═════ Provided data
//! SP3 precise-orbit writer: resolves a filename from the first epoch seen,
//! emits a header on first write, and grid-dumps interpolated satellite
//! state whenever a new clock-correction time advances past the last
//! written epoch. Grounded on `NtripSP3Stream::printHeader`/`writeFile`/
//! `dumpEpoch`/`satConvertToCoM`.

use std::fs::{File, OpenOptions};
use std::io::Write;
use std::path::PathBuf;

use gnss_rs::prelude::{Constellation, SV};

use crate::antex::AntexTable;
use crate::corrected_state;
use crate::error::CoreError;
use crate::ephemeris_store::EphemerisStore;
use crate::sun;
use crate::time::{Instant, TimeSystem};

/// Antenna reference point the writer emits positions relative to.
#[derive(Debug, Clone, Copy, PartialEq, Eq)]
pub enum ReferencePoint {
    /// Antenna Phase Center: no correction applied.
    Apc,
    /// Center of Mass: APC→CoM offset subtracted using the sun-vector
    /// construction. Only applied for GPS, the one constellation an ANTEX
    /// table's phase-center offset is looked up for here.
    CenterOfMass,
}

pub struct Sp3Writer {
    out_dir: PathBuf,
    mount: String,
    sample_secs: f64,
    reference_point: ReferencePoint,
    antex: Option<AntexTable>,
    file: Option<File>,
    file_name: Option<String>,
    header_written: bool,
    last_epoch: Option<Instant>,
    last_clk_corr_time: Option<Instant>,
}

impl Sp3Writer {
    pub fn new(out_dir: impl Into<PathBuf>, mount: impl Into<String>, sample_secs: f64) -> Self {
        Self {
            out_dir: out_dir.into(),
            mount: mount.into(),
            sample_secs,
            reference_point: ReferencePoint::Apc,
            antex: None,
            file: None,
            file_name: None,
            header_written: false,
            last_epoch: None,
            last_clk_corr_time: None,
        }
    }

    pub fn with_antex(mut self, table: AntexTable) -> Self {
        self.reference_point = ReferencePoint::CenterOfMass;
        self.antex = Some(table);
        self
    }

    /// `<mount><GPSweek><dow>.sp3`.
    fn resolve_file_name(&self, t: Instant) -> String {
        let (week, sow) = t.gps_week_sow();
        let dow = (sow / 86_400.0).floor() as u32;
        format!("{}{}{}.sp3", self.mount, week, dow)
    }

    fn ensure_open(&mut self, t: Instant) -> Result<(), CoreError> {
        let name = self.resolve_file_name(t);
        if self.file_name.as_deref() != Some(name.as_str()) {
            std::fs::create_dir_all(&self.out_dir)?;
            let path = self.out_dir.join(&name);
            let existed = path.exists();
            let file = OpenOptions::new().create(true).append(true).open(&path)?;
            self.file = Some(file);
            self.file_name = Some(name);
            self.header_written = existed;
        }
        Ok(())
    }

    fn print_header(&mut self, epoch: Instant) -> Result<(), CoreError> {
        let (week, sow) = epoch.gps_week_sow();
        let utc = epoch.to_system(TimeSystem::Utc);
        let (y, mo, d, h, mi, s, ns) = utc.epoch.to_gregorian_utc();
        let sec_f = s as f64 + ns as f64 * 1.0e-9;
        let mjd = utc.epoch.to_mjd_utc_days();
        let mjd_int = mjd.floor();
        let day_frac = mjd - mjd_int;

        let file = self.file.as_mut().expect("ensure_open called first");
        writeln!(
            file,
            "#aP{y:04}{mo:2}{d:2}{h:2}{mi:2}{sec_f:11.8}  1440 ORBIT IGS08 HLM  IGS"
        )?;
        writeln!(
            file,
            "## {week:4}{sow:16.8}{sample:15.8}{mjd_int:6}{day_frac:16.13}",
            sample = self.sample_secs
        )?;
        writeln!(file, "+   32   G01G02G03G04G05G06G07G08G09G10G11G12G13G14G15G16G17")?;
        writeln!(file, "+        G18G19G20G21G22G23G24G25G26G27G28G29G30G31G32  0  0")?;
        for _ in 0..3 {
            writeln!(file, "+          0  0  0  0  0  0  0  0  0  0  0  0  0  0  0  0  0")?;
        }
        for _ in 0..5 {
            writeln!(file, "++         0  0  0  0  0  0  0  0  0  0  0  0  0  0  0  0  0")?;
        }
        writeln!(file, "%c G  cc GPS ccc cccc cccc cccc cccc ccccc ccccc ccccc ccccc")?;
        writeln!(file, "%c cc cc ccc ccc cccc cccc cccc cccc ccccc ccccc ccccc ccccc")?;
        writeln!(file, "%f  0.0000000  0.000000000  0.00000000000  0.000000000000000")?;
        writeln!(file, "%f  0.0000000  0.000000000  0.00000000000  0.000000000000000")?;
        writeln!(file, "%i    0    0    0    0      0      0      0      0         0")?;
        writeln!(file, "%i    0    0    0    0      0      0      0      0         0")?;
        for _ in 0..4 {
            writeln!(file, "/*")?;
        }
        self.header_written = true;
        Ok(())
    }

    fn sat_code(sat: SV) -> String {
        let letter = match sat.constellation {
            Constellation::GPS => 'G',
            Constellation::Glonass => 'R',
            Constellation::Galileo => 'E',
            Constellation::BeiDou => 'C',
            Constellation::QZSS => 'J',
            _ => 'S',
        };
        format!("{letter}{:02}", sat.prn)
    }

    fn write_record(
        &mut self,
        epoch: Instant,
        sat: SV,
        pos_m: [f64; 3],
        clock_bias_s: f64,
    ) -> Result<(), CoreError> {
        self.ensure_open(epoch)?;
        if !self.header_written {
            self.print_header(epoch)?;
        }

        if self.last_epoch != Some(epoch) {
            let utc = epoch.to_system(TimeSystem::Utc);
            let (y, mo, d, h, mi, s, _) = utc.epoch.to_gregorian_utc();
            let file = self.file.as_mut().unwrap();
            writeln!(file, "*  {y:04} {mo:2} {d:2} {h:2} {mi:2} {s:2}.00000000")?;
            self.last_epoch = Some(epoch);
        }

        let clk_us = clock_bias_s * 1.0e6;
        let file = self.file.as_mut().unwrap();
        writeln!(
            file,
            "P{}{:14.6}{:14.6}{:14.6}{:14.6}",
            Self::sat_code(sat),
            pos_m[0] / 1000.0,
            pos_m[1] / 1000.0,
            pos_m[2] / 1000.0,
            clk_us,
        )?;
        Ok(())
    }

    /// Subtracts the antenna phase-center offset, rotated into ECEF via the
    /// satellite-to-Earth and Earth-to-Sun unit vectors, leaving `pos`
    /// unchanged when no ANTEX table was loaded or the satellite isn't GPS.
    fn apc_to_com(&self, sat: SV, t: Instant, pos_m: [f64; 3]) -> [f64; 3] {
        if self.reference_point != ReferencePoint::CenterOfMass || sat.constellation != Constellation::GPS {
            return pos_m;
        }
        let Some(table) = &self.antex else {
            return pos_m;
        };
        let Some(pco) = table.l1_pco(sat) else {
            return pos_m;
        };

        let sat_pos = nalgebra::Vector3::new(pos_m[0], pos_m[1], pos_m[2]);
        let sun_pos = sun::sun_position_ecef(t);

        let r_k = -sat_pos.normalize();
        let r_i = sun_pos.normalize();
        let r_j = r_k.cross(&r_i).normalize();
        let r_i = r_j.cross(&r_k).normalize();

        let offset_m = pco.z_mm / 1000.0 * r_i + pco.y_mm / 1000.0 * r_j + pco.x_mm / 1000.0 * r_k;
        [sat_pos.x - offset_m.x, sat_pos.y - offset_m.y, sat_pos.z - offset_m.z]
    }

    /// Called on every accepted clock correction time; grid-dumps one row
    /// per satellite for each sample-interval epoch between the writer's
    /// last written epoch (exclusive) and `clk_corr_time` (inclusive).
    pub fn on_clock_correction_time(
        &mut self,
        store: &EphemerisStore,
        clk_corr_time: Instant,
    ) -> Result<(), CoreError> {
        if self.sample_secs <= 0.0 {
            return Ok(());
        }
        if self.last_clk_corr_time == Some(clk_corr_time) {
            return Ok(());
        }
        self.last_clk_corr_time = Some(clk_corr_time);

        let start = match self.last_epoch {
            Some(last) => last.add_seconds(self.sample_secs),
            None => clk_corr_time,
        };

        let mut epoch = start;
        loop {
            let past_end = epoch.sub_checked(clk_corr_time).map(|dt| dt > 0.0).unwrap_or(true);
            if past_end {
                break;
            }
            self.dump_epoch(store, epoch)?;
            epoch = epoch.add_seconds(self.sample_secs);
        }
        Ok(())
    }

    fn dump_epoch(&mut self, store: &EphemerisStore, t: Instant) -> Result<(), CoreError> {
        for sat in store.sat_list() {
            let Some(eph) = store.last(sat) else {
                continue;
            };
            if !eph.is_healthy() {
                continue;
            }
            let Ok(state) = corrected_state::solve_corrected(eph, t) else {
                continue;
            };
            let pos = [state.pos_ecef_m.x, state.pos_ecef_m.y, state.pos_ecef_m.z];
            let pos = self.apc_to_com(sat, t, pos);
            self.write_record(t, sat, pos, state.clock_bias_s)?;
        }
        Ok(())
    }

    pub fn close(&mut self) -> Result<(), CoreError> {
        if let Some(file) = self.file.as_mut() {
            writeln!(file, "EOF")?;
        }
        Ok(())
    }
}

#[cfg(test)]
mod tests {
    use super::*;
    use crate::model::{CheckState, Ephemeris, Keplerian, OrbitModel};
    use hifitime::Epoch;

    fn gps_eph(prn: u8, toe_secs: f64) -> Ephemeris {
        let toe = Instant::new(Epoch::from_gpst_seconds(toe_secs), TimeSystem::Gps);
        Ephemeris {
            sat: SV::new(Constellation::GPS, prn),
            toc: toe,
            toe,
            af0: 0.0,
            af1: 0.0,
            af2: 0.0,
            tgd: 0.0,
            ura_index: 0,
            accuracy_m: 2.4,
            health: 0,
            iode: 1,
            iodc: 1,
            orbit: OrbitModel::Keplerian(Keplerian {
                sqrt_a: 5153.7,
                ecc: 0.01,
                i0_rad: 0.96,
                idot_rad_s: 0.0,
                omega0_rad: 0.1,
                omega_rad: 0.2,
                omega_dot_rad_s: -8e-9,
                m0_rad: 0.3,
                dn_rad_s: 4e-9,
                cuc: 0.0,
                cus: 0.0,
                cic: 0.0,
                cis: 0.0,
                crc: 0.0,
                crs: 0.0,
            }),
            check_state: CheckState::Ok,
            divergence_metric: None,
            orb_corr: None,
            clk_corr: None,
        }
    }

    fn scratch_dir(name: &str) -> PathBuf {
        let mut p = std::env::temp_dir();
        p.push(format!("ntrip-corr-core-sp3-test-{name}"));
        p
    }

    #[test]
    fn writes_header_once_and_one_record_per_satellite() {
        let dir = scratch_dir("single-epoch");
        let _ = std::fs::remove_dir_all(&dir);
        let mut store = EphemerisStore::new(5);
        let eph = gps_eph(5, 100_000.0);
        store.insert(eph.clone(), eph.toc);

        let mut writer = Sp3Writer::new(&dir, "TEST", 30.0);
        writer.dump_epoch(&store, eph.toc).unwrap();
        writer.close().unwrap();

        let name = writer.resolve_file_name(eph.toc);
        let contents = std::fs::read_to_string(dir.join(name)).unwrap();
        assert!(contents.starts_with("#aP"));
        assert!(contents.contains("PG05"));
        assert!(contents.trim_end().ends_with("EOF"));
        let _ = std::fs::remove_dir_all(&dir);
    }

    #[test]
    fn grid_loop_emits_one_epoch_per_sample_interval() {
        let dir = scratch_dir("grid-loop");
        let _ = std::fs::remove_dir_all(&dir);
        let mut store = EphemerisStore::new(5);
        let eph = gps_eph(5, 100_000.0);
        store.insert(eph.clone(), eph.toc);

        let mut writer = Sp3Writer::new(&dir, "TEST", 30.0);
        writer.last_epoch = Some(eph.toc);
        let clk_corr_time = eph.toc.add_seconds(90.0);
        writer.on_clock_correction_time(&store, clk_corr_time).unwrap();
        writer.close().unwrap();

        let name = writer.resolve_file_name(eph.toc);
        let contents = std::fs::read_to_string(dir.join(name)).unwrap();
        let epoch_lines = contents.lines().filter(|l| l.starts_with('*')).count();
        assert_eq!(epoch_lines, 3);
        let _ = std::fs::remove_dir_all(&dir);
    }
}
══════════
-- The problem --
As listed above, the lines from the line with "no correction applied." to the line with "up for here." are to be echoed exactly, with both ends included and nothing added.

-- Response to this task --
    /// Antenna Phase Center: no correction applied.
    Apc,
    /// Center of Mass: APC→CoM offset subtracted using the sun-vector
    /// construction. Only applied for GPS, the one constellation an ANTEX
    /// table's phase-center offset is looked up for here.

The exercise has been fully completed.